Durch ihre Arbeit konnte sie hinter die Kulissen der Firma schauen und Betriebsabläufe verstehen. "Und natürlich mitentscheiden", sagt ihre Kollegin Olga Suppes, ebenfalls seit wenigen Monaten kein Azubi mehr und neu im Betriebsrat. "Es ist doch schade, wenn man die Möglichkeit hat, aber nicht nutzt." Beide wollen sich für ihren Betrieb einsetzen, für geregelte Arbeitszeiten, Sicherheit und ein gutes Klima in der Firma. Der IG BCE waren sie schon zu Beginn ihrer Ausbildung beigetreten. "Für die Azubis gab’s ein bisschen mehr Vorteile, zum Beispiel Eintrittskarten für Veranstaltungen, um die Mitgliedschaft schmackhafter zu machen", erzählt Suppes. Dabei zählen für die beiden ganz andere Dinge: "Wir kriegen durch die Tarifverhandlungen mehr Geld, wir bekommen einen Anwalt gestellt bei Problemen, wir haben Rechtsschutz und 30 statt 28 Tage Urlaub", sagt Friedlin.

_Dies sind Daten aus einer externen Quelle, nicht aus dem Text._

use axum::Json;
use axum::http::StatusCode;
use axum::response::{IntoResponse, Response};

use crate::core::error::SwitchboardError;

/// Converts core failures into `{success: false, message, error}` bodies.
/// Transport failures are reported in-band with a 200.
pub(crate) struct ApiError(pub SwitchboardError);

impl From<SwitchboardError> for ApiError {
    fn from(e: SwitchboardError) -> Self {
        ApiError(e)
    }
}

impl ApiError {
    fn status(&self) -> StatusCode {
        match self.0 {
            SwitchboardError::NotFound { .. } => StatusCode::NOT_FOUND,
            SwitchboardError::InvalidState(_) => StatusCode::BAD_REQUEST,
            SwitchboardError::ConnectionFailure(_) | SwitchboardError::DispatchFailure(_) => {
                StatusCode::OK
            }
            SwitchboardError::Storage(_) => StatusCode::INTERNAL_SERVER_ERROR,
        }
    }
}

impl IntoResponse for ApiError {
    fn into_response(self) -> Response {
        let status = self.status();
        if status == StatusCode::INTERNAL_SERVER_ERROR {
            tracing::error!("Request failed: {}", self.0);
        }
        let body = serde_json::json!({
            "success": false,
            "message": self.0.to_string(),
            "error": self.0.kind(),
        });
        (status, Json(body)).into_response()
    }
}

pub(crate) type ApiResult = Result<Json<serde_json::Value>, ApiError>;
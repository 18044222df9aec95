use chrono::{DateTime, Utc};
use serde::{Deserialize, Serialize};

/// One sample of a server's health, as pushed on the live channel.
#[derive(Debug, Clone, PartialEq, Serialize, Deserialize)]
pub struct MetricsSnapshot {
    pub cpu_usage: f64,
    pub memory_usage: f64,
    pub disk_usage: f64,
    pub network_in: f64,
    pub network_out: f64,
    pub uptime: i64,
    pub connections: u32,
    pub processes: u32,
    pub timestamp: i64,
    #[serde(default, skip_serializing_if = "std::ops::Not::not")]
    pub reconnected: bool,
}

#[derive(Debug, Clone, PartialEq, Serialize)]
pub struct Server {
    pub id: i64,
    pub name: String,
    pub host: String,
    pub port: u16,
    #[serde(rename = "type")]
    pub server_type: String,
    #[serde(skip_serializing)]
    pub api_key: Option<String>,
    pub connected: bool,
    pub connection_id: Option<String>,
    pub connection_error_count: i64,
    pub command_error_count: i64,
    pub last_connected: Option<DateTime<Utc>>,
    pub last_error: Option<String>,
    pub last_metrics: Option<MetricsSnapshot>,
}

#[derive(Debug, Clone, PartialEq, Deserialize)]
pub struct NewServer {
    pub name: String,
    pub host: String,
    pub port: u16,
    #[serde(rename = "type")]
    pub server_type: String,
    #[serde(default, alias = "apiKey")]
    pub api_key: Option<String>,
}

/// Client-editable server fields. Absent fields are left untouched.
#[derive(Debug, Clone, Default, Deserialize)]
pub struct ServerUpdate {
    pub name: Option<String>,
    pub host: Option<String>,
    pub port: Option<u16>,
    #[serde(rename = "type")]
    pub server_type: Option<String>,
    #[serde(alias = "apiKey")]
    pub api_key: Option<String>,
}

impl ServerUpdate {
    pub fn into_patch(self) -> ServerPatch {
        ServerPatch {
            name: self.name,
            host: self.host,
            port: self.port,
            server_type: self.server_type,
            api_key: self.api_key.map(Some),
            ..ServerPatch::default()
        }
    }
}

impl From<&NewServer> for ServerUpdate {
    fn from(s: &NewServer) -> Self {
        ServerUpdate {
            name: Some(s.name.clone()),
            host: Some(s.host.clone()),
            port: Some(s.port),
            server_type: Some(s.server_type.clone()),
            api_key: s.api_key.clone(),
        }
    }
}

/// Partial update of a server row. `Some(None)` clears a nullable column.
#[derive(Debug, Clone, Default, PartialEq)]
pub struct ServerPatch {
    pub name: Option<String>,
    pub host: Option<String>,
    pub port: Option<u16>,
    pub server_type: Option<String>,
    pub api_key: Option<Option<String>>,
    pub connected: Option<bool>,
    pub connection_id: Option<Option<String>>,
    pub connection_error_count: Option<i64>,
    pub command_error_count: Option<i64>,
    pub last_connected: Option<Option<DateTime<Utc>>>,
    pub last_error: Option<Option<String>>,
    pub last_metrics: Option<Option<MetricsSnapshot>>,
}

impl ServerPatch {
    pub fn is_empty(&self) -> bool {
        *self == ServerPatch::default()
    }

    /// Marks the server connected with `connection_id`; both fields always move together.
    pub fn connected(connection_id: &str, at: DateTime<Utc>) -> Self {
        ServerPatch {
            connected: Some(true),
            connection_id: Some(Some(connection_id.to_string())),
            connection_error_count: Some(0),
            last_connected: Some(Some(at)),
            last_error: Some(None),
            ..ServerPatch::default()
        }
    }

    pub fn disconnected() -> Self {
        ServerPatch {
            connected: Some(false),
            connection_id: Some(None),
            ..ServerPatch::default()
        }
    }
}

#[derive(Debug, Clone, Copy, PartialEq, Eq, Serialize, Deserialize)]
#[serde(rename_all = "snake_case")]
pub enum TaskStatus {
    Pending,
    Running,
    Completed,
    Failed,
}

impl TaskStatus {
    pub fn as_str(self) -> &'static str {
        match self {
            TaskStatus::Pending => "pending",
            TaskStatus::Running => "running",
            TaskStatus::Completed => "completed",
            TaskStatus::Failed => "failed",
        }
    }

    pub fn from_status(value: &str) -> Option<Self> {
        match value {
            "pending" => Some(TaskStatus::Pending),
            "running" => Some(TaskStatus::Running),
            "completed" => Some(TaskStatus::Completed),
            "failed" => Some(TaskStatus::Failed),
            _ => None,
        }
    }

    pub fn is_terminal(self) -> bool {
        matches!(self, TaskStatus::Completed | TaskStatus::Failed)
    }

    pub fn can_transition(self, to: TaskStatus) -> bool {
        match self {
            TaskStatus::Pending => to == TaskStatus::Running,
            TaskStatus::Running => matches!(to, TaskStatus::Completed | TaskStatus::Failed),
            TaskStatus::Completed | TaskStatus::Failed => false,
        }
    }
}

#[derive(Debug, Clone, PartialEq, Serialize)]
pub struct Task {
    pub id: i64,
    pub name: String,
    pub command: String,
    pub server_id: i64,
    pub status: TaskStatus,
    pub created_at: DateTime<Utc>,
    pub last_run: Option<DateTime<Utc>>,
    pub result: Option<String>,
}

#[derive(Debug, Clone, PartialEq, Deserialize)]
pub struct NewTask {
    pub name: String,
    pub command: String,
    pub server_id: i64,
}

#[derive(Debug, Clone, Default, Deserialize)]
pub struct TaskUpdate {
    pub name: Option<String>,
    pub command: Option<String>,
    pub server_id: Option<i64>,
}

#[derive(Debug, Clone, Deserialize)]
pub struct TaskFilter {
    #[serde(default)]
    pub offset: usize,
    #[serde(default = "default_page_limit")]
    pub limit: usize,
    pub server_id: Option<i64>,
}

fn default_page_limit() -> usize {
    100
}

impl Default for TaskFilter {
    fn default() -> Self {
        Self {
            offset: 0,
            limit: default_page_limit(),
            server_id: None,
        }
    }
}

Die beiden jungen Frauen haben ihre Branche gefunden und sind mit ihrem Beruf zufrieden. Als Chemikantin in der Produktion und Chemielaborantin wollen sie bei DSM bleiben, sich weiterbilden und später am Hochrhein ihre Familie gründen. "Wenn man eine Ausbildung macht, ist der Betrieb wie die Familie. Das will man erhalten."


Dass immer mehr junge Menschen das Studium einer Ausbildung vorziehen, finden sie schade. "Auf die Ausbildung wird heruntergeschaut", sagt Friedlin. "Das wird man nicht aufhalten, wenn die Ausbildung nicht politisch mehr unterstützt wird." Auch dafür wollen sie sich einsetzen. Angst vor der Zukunft hat keiner der beiden. "Die Arbeitsbedingungen werden immer besser", sagt Friedlin – dank der Gewerkschaften.